Le XXe siècle : apogée et déclin de la classe moyenne
Ceci est un article issu de livre L'essentiel de l'histoire économique publié en 2017 par Arnaud Labossiere.
Un début de siècle extrêmement inégalitaire
« Les maîtres du gouvernement des États-Unis sont les capitalistes et les industriels réunis, le gouvernement est à présent à la botte des intérêts particuliers », dénonce Woodrow WILSON pendant la campagne électorale de 1912.
Ces « maîtres » font tout pour accroître leur pouvoir et leur richesse au cours des années 1920, aggravant ce faisant les inégalités sociales. Un véritable fossé se creuse dès lors entre les élites économiques et la base de la population. C’est « l’époque de Gatsby le magnifique » écrit Paul KRUGMAN dans Pourquoi les crises reviennent toujours (2008).
En dépit des disparités nationales, ce phénomène touche tous les PDEM. Au lendemain de la Seconde Guerre mondiale, par exemple, les élites économiques françaises ont perdu leur crédit : on leur reproche à la fois l’échec militaire de 1940 et d’avoir prospéré pendant l’occupation. Le programme d’action du Conseil National de la résistance (CNR) en atteste, quand il exige explicitement « l’instauration d’une véritable démocratie économique et sociale, impliquant l’éviction des grandes féodalités économiques et financières de la direction des entreprises ».
L’avènement des classes moyennes pendant les Trente Glorieuses
L’avènement de la classe moyenne a été au XXe siècle ce que celui de la classe ouvrière a été au XIXe siècle. Comprendre cette montée en puissance nécessite de se replacer dans le contexte des Trente Glorieuses (1945-1973). En effet, l’État-providence n’est alors plus un projet, mais une réalité. La création de la Sécurité sociale française (en 1945 avec l’ordonnance Laroque) réduit les risques sociaux et la précarité pour une partie importante de la population. Grâce, enfin, à la reconstruction, aux politiques interventionnistes et à la généralisation du fordisme, le pays connaît un taux de croissance annuel moyen de 5 % sur la période.

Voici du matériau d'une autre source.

//! Per-job and per-worker log files.
//!
//! Names are part of the external interface:
//! `fetch_completed.job_<id>.log`, `fetch_failed.job_<id>.log`,
//! `fetch_broken.job_<id>.try_<n>.log` and `fetch.worker_<id>.log`.

use std::io;
use std::path::PathBuf;

use crate::job::{JobId, WorkerId};

/// Which log an attempt's output goes to.
#[derive(Debug, Clone, Copy, PartialEq, Eq)]
pub enum JobLogKind {
    Completed,
    Failed,
    /// Transient failure; `attempt` is 1-based.
    Broken { attempt: u32 },
}

impl JobLogKind {
    pub fn file_name(self, job: JobId) -> String {
        match self {
            JobLogKind::Completed => format!("fetch_completed.job_{job}.log"),
            JobLogKind::Failed => format!("fetch_failed.job_{job}.log"),
            JobLogKind::Broken { attempt } => format!("fetch_broken.job_{job}.try_{attempt}.log"),
        }
    }
}

/// Writes log files into one directory.
#[derive(Debug, Clone)]
pub struct JobLog {
    dir: PathBuf,
}

impl JobLog {
    pub fn new(dir: impl Into<PathBuf>) -> Self {
        Self { dir: dir.into() }
    }

    pub fn job_path(&self, job: JobId, kind: JobLogKind) -> PathBuf {
        self.dir.join(kind.file_name(job))
    }

    pub fn worker_path(&self, worker: WorkerId) -> PathBuf {
        self.dir.join(format!("fetch.worker_{worker}.log"))
    }

    /// Persist one attempt's combined output.
    pub async fn write_job(&self, job: JobId, kind: JobLogKind, output: &str) -> io::Result<PathBuf> {
        let path = self.job_path(job, kind);
        tokio::fs::write(&path, output).await?;
        Ok(path)
    }

    /// Persist a worker's full transcript (at worker shutdown).
    pub async fn write_worker(&self, worker: WorkerId, transcript: &str) -> io::Result<PathBuf> {
        let path = self.worker_path(worker);
        tokio::fs::write(&path, transcript).await?;
        Ok(path)
    }
}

Le partage des gains de productivité permet une hausse régulière des salaires, si bien que le pouvoir d’achat des Français est multiplié par 2,5 entre 1950 et 1975. Cette évolution rend possible la consommation de masse. L’augmentation du niveau de vie est telle que le sociologue John GOLDTHORPE parle en 1968 d’un « ouvrier d’abondance » pour décrire l’ouvrier type des PDEM à la veille du premier choc pétrolier.
Bientôt l’exclusion pour tous ?
« Les Exclus, un français sur dix » : tel est le titre de l’ouvrage écrit en 1974 par le haut fonctionnaire René LENOIR. Celui-ci sensibilise les milieux politiques au problème des laissés-pour-compte, des handicapés, des alcooliques, etc. qui constituent la face cachée des Trente Glorieuses. Robert REICH consacrera le premier chapitre de Supercapitalisme (2008) à démystifier la période faste de la croissance des PDEM. Aux États-Unis, montre-t-il par exemple, l’égalité politique et l’égalité des chances économiques ne concernent ni les femmes, ni les minorités, pendant cet « âge pas tout à fait d’or » (titre du chapitre).
L’exclusion est rarement une mise à l’écart totale et définitive ; elle correspond plutôt à une désaffiliation progressive et à un éloignement par étapes de la vie sociale, selon l’analyse de Robert CASTEL (Les Métamorphoses de la question sociale, 1995). L’exclusion marque les esprits par « la déstabilisation des stables » : à la fin du siècle, en effet, l’exclusion est une menace pour chacun, personne n’est véritablement à l’abri.
Le déclin de la classe ouvrière et la métamorphose du conflit social
La tertiarisation et les délocalisations accélèrent la désindustrialisation. Près de 2 millions d’emplois industriels ont disparu en France depuis les années 1980. Cela signe à la fois la fin des bastions ouvriers et le déclin de la classe ouvrière dans la société française. Comme l’écrit Éric MAURIN (dans un article de 2003 de la revue Sciences humaines) : « la classe ouvrière est désormais disséminée dans les rouages de la société de services ».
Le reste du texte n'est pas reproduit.